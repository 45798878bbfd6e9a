//! Name table, resolution patterns and the `pack`/`unpack` entry points.

use std::{collections::HashSet, sync::Arc};

use indexmap::IndexMap;
use log::{Level, debug, log_enabled, trace};

use crate::{
    bytes::Cursor,
    context::Context,
    errors::{Error, Result},
    number::Number,
    options::{Options, OptionsDef},
    schema::{Candidate, Count, Schema, SchemaRef},
    string,
    value::Value,
};

/// A resolution rule: rewrites a candidate into another candidate, or
/// returns `None` when it does not apply.
pub type Pattern = Arc<dyn Fn(&Registry, &Candidate) -> Option<Candidate> + Send + Sync>;

#[derive(Clone)]
enum Entry {
    Schema(SchemaRef),
    Alias(String),
}

/// Schema table plus the ordered resolution patterns.
///
/// Registration takes `&mut self`; packing and unpacking only need `&self`, so
/// a registry built during setup can be shared across threads afterwards.
#[derive(Clone)]
pub struct Registry {
    entries: IndexMap<String, Entry>,
    patterns: Vec<Pattern>,
    defaults: Options,
}

impl Default for Registry {
    fn default() -> Self {
        Self::new()
    }
}

impl Registry {
    /// A registry holding the numeric primitives, their aliases, the string
    /// presets and the built-in patterns.
    pub fn new() -> Self {
        let mut registry = Self::empty();
        registry.patterns.push(Arc::new(alias_pattern));
        registry.patterns.push(Arc::new(layout_pattern));
        registry.patterns.push(Arc::new(array_shorthand_pattern));

        for number in Number::ALL {
            registry.register(number.name(), number);
            for alias in number.aliases() {
                registry.alias(*alias, number.name());
            }
        }
        string::install_presets(&mut registry);

        registry
    }

    /// A registry with no names and no patterns.
    pub fn empty() -> Self {
        Self {
            entries: IndexMap::new(),
            patterns: vec![],
            defaults: Options::default(),
        }
    }

    /// Registers `schema` under `name`, silently replacing any previous entry.
    /// A bare name registers an alias.
    pub fn register(&mut self, name: impl Into<String>, schema: impl Into<Candidate>) -> &mut Self {
        let name = name.into();
        let entry = match schema.into() {
            Candidate::Name(target) => Entry::Alias(target),
            Candidate::Fields(layout) => Entry::Schema(Arc::new(Schema::Object(layout))),
            Candidate::Schema(schema) => Entry::Schema(schema),
        };
        debug!("registered `{name}`");
        self.entries.insert(name, entry);
        self
    }

    pub fn alias(&mut self, name: impl Into<String>, target: impl Into<String>) -> &mut Self {
        let (name, target) = (name.into(), target.into());
        debug!("aliased `{name}` to `{target}`");
        self.entries.insert(name, Entry::Alias(target));
        self
    }

    /// Appends a resolution pattern; it runs after every existing one.
    pub fn push_pattern<F>(&mut self, pattern: F) -> &mut Self
    where
        F: Fn(&Registry, &Candidate) -> Option<Candidate> + Send + Sync + 'static,
    {
        debug!("pushed resolution pattern #{}", self.patterns.len());
        self.patterns.push(Arc::new(pattern));
        self
    }

    /// Runs a plugin that registers its own schemas and patterns.
    pub fn install(&mut self, plugin: impl FnOnce(&mut Registry)) -> &mut Self {
        plugin(self);
        self
    }

    pub fn contains(&self, name: &str) -> bool {
        self.entries.contains_key(name)
    }

    /// Registered names in registration order.
    pub fn names(&self) -> impl Iterator<Item = &str> {
        self.entries.keys().map(String::as_str)
    }

    /// Resolves a registered name to a schema candidate.
    pub fn schema(&self, name: &str) -> Result<Candidate> {
        self.resolve(&Candidate::from(name)).map(Candidate::Schema)
    }

    pub fn default_options(&self) -> &Options {
        &self.defaults
    }

    pub fn set_default_options(&mut self, options: Options) -> &mut Self {
        self.defaults = options;
        self
    }

    /// The default options with caller overrides applied.
    pub fn options(&self, overrides: &OptionsDef) -> Result<Options> {
        self.defaults.merged(overrides)
    }

    /// Rewrites `candidate` through the patterns until a schema emerges.
    ///
    /// After a pattern rewrites the candidate the scan restarts from the first
    /// pattern, skipping the one that just fired. A candidate that comes back
    /// around is a cycle and fails like an unknown name.
    pub fn resolve(&self, candidate: &Candidate) -> Result<SchemaRef> {
        if let Candidate::Schema(schema) = candidate {
            return Ok(schema.clone());
        }

        let mut current = candidate.clone();
        let mut seen: Option<HashSet<String>> = None;
        let mut fired = None;
        let mut i = 0;
        while i < self.patterns.len() {
            if fired == Some(i) {
                i += 1;
                continue;
            }
            let Some(next) = (self.patterns[i])(self, &current) else {
                i += 1;
                continue;
            };
            if let Candidate::Schema(schema) = next {
                return Ok(schema);
            }

            let seen = seen.get_or_insert_with(|| HashSet::from([current.to_string()]));
            if !seen.insert(next.to_string()) {
                debug!("resolution of `{}` cycles at `{next}`", candidate.identifier());
                break;
            }
            current = next;
            fired = Some(i);
            i = 0;
        }

        debug!("`{}` did not resolve", candidate.identifier());
        Err(Error::UnregisteredSchema(candidate.identifier()))
    }

    pub fn pack(&self, schema: impl Into<Candidate>, value: &Value) -> Result<Vec<u8>> {
        self.pack_with(schema, value, &self.defaults)
    }

    pub fn pack_with(
        &self,
        schema: impl Into<Candidate>,
        value: &Value,
        options: &Options,
    ) -> Result<Vec<u8>> {
        let schema = schema.into();
        if log_enabled!(Level::Trace) {
            trace!("pack {schema} (little_endian: {})", options.little_endian);
        }

        let mut out = vec![];
        Context::new(self, options).pack(&schema, value, &mut out)?;

        Ok(out)
    }

    pub fn unpack(&self, schema: impl Into<Candidate>, data: impl AsRef<[u8]>) -> Result<Value> {
        self.unpack_with(schema, data, &self.defaults)
    }

    pub fn unpack_with(
        &self,
        schema: impl Into<Candidate>,
        data: impl AsRef<[u8]>,
        options: &Options,
    ) -> Result<Value> {
        let schema = schema.into();
        let data = data.as_ref();
        if log_enabled!(Level::Trace) {
            trace!(
                "unpack {schema} from {} bytes (little_endian: {})",
                data.len(),
                options.little_endian
            );
        }

        let mut cursor = Cursor::new(data);
        Context::new(self, options).unpack(&schema, &mut cursor)
    }
}

/// Follows registered names and aliases. An alias chain that revisits a name
/// resolves to nothing.
fn alias_pattern(registry: &Registry, candidate: &Candidate) -> Option<Candidate> {
    let Candidate::Name(start) = candidate else {
        return None;
    };

    let mut visited = HashSet::from([start.as_str()]);
    let mut name = start.as_str();
    loop {
        match registry.entries.get(name) {
            Some(Entry::Schema(schema)) => return Some(Candidate::Schema(schema.clone())),
            Some(Entry::Alias(target)) => {
                if !visited.insert(target.as_str()) {
                    return None;
                }
                name = target.as_str();
            }
            None if name != start => return Some(Candidate::Name(name.to_string())),
            None => return None,
        }
    }
}

/// A raw field layout is an implicit `object`.
fn layout_pattern(_: &Registry, candidate: &Candidate) -> Option<Candidate> {
    match candidate {
        Candidate::Fields(layout) => Some(Schema::Object(layout.clone()).into()),
        _ => None,
    }
}

/// `item[N]` is a static array; `item[.]`, `item[..]` and `item[....]` are
/// arrays prefixed with a uint8, uint16 or uint32 count.
fn array_shorthand_pattern(_: &Registry, candidate: &Candidate) -> Option<Candidate> {
    let Candidate::Name(name) = candidate else {
        return None;
    };
    let (item, rest) = name.strip_suffix(']')?.split_once('[')?;
    if item.is_empty() || !item.chars().all(|c| c.is_ascii_alphanumeric() || c == '_') {
        return None;
    }

    let count = match rest {
        "." => Count::Prefixed(Number::Uint8.into()),
        ".." => Count::Prefixed(Number::Uint16.into()),
        "...." => Count::Prefixed(Number::Uint32.into()),
        digits if !digits.is_empty() && digits.chars().all(|c| c.is_ascii_digit()) => {
            Count::Static(digits.parse().ok()?)
        }
        _ => return None,
    };

    Some(
        Schema::Array {
            item: item.into(),
            count,
        }
        .into(),
    )
}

----

- **Activity**
Above are the records; from them, give again exactly the lines from the one containing "let mut name = start.as_str();" through the one containing "A raw field", both included.

- **Your solution**
    let mut name = start.as_str();
    loop {
        match registry.entries.get(name) {
            Some(Entry::Schema(schema)) => return Some(Candidate::Schema(schema.clone())),
            Some(Entry::Alias(target)) => {
                if !visited.insert(target.as_str()) {
                    return None;
                }
                name = target.as_str();
            }
            None if name != start => return Some(Candidate::Name(name.to_string())),
            None => return None,
        }
    }
}

/// A raw field layout is an implicit `object`.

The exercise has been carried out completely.